Ils sont ain­si autonomes sur leurs inspec­tions, plus flex­i­bles et réac­t­ifs. Ensuite, ils nous envoient les don­nées et nous recon­stru­isons la 3D. Nous exper­ti­sons, à dis­tance, les numéri­sa­tions réal­isées ou lais­sons faire les équipes locales. Grâce à la flex­i­bil­ité que nous offre la solu­tion ScanT­ubes, nous pou­vons nous adapter aux besoins des exploitants quant à la fréquence des inspec­tions des tun­nels et à leur poli­tique interne de sur­veil­lance. Enfin, dernier impact et pas des moin­dres : nous évi­tons des déplace­ments réguliers entre la France et la Chine et réduisons, de fait, notre impact carbone.

Votre activité est fortement soumise à la question du dérèglement climatique. Comment faites-vous face à cet enjeu ?

T.G : Les infra­struc­tures sont directe­ment exposées aux méfaits du réchauf­fe­ment cli­ma­tique. Les événe­ments cli­ma­tiques extrêmes ont, en effet, un dou­ble impact sur les ouvrages : d’abord, au niveau des infra­struc­tures (béton, métal…) et puis, sur l’environnement naturel sur lequel ils reposent (le fond d’une riv­ière, les berges d’une val­lée…). L’enjeu est donc de pou­voir suiv­re ces impacts, les éval­uer et les mesur­er, mais aus­si de s’inscrire dans une démarche d’anticipation pour con­seiller la maîtrise d’ouvrage. Cet enjeu est au cœur de notre mis­sion orig­inelle : faire dur­er demain. En effet, con­stru­ire un nou­v­el ouvrage implique un bilan car­bone con­sid­érable, alors que le main­tenir et l’entretenir per­me­t­tent de con­tribuer à une démarche vertueuse de développe­ment durable en évi­tant la destruc­tion et la recon­struc­tion. Dans ce con­texte, où nos ouvrages n’ont jamais autant souf­fert du fait du réchauf­fe­ment cli­ma­tique, notre mis­sion n’a jamais eu autant de sens !

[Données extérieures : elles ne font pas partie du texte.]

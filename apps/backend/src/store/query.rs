//! Filters and update operators understood by every store backend.

use serde_json::{Map, Number, Value};

use super::{id_key, Document, ID_FIELD};
use crate::errors::domain::DomainError;

/// Conjunction of top-level field equalities. An empty filter matches everything.
///
/// `_id` is compared by storage key (see [`id_key`]), so `5` and `"5"` address
/// the same document. A `null` clause matches a missing field as well as an
/// explicit `null`.
#[derive(Debug, Clone, Default, PartialEq)]
pub struct Filter {
    id: Option<String>,
    clauses: Vec<(String, Value)>,
}

impl Filter {
    pub fn all() -> Self {
        Self::default()
    }

    pub fn by_id(id: impl Into<String>) -> Self {
        Self {
            id: Some(id.into()),
            clauses: Vec::new(),
        }
    }

    pub fn eq(mut self, field: impl Into<String>, value: impl Into<Value>) -> Self {
        let field = field.into();
        let value = value.into();
        if field == ID_FIELD {
            self.id = Some(id_key(&value));
        } else {
            self.clauses.push((field, value));
        }
        self
    }

    pub fn is_empty(&self) -> bool {
        self.id.is_none() && self.clauses.is_empty()
    }

    /// Storage key the `_id` must have, if constrained.
    pub fn id(&self) -> Option<&str> {
        self.id.as_deref()
    }

    pub fn matches(&self, doc: &Document) -> bool {
        if let Some(key) = &self.id {
            if doc.get(ID_FIELD).map(id_key).as_deref() != Some(key.as_str()) {
                return false;
            }
        }
        self.clauses
            .iter()
            .all(|(field, expected)| doc.get(field).unwrap_or(&Value::Null) == expected)
    }

    /// Non-null clauses as a JSON object, suitable for a `jsonb @>` containment test.
    pub fn to_containment(&self) -> Value {
        Value::Object(
            self.clauses
                .iter()
                .filter(|(_, v)| !v.is_null())
                .cloned()
                .collect(),
        )
    }

    /// Fields that must be missing or `null`. Containment cannot express these.
    pub fn null_fields(&self) -> Vec<&str> {
        self.clauses
            .iter()
            .filter(|(_, v)| v.is_null())
            .map(|(field, _)| field.as_str())
            .collect()
    }

    /// Document an upsert starts from when nothing matched.
    pub fn seed_document(&self) -> Document {
        let mut doc: Document = self.clauses.iter().cloned().collect();
        if let Some(key) = &self.id {
            doc.insert(ID_FIELD.to_string(), Value::String(key.clone()));
        }
        doc
    }
}

#[derive(Debug, Clone, PartialEq)]
pub enum UpdateOp {
    /// `$set`: replace the field.
    Set(String, Value),
    /// `$inc`: add to a numeric field.
    Inc(String, i64),
}

#[derive(Debug, Clone, Default, PartialEq)]
pub struct Update {
    ops: Vec<UpdateOp>,
}

impl Update {
    pub fn new() -> Self {
        Self::default()
    }

    pub fn set(mut self, field: impl Into<String>, value: impl Into<Value>) -> Self {
        self.ops.push(UpdateOp::Set(field.into(), value.into()));
        self
    }

    pub fn inc(mut self, field: impl Into<String>, by: i64) -> Self {
        self.ops.push(UpdateOp::Inc(field.into(), by));
        self
    }

    pub fn ops(&self) -> &[UpdateOp] {
        &self.ops
    }

    /// Apply every operator in order. Returns whether the document changed.
    ///
    /// The document is left untouched when any operator fails.
    pub fn apply(&self, doc: &mut Document) -> Result<bool, DomainError> {
        let mut next = doc.clone();
        for op in &self.ops {
            match op {
                UpdateOp::Set(field, value) => {
                    next.insert(field.clone(), value.clone());
                }
                UpdateOp::Inc(field, by) => {
                    let incremented = increment(field, next.get(field), *by)?;
                    next.insert(field.clone(), incremented);
                }
            }
        }

        let changed = next != *doc;
        if changed {
            *doc = next;
        }
        Ok(changed)
    }
}

fn increment(field: &str, current: Option<&Value>, by: i64) -> Result<Value, DomainError> {
    let not_numeric =
        || DomainError::validation(format!("cannot increment non-numeric field '{field}'"));

    match current {
        None | Some(Value::Null) => Ok(Value::from(by)),
        Some(Value::Number(n)) => add(n, by).ok_or_else(not_numeric),
        Some(Value::String(s)) => {
            let parsed = s.trim().parse::<i64>().map_err(|_| not_numeric())?;
            parsed
                .checked_add(by)
                .map(Value::from)
                .ok_or_else(not_numeric)
        }
        Some(_) => Err(not_numeric()),
    }
}

fn add(n: &Number, by: i64) -> Option<Value> {
    if let Some(i) = n.as_i64() {
        return i.checked_add(by).map(Value::from);
    }
    if let Some(u) = n.as_u64() {
        return i64::try_from(u)
            .ok()
            .and_then(|i| i.checked_add(by))
            .map(Value::from);
    }
    n.as_f64()
        .and_then(|f| Number::from_f64(f + by as f64))
        .map(Value::Number)
}

/// Convenience for building documents in code.
pub fn document(value: Value) -> Document {
    match value {
        Value::Object(map) => map,
        _ => Map::new(),
    }
}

Quels sont les autres sujets qui vous mobilisent ?

HL & TG : Nous avons bouclé une souscrip­tion de FCPE qui a été sur-souscrite ce qui nous per­met de ren­forcer notre action­nar­i­at salarié et notre indépen­dance qui sont un gage de qual­ité de nos ser­vices, mais aus­si de la longévité et de la péren­nité de notre entre­prise. Enfin, aujourd’hui, notre ambi­tion est de pass­er de leader français à leader européen indépen­dant et d’accélérer notre crois­sance et notre développe­ment dans le monde.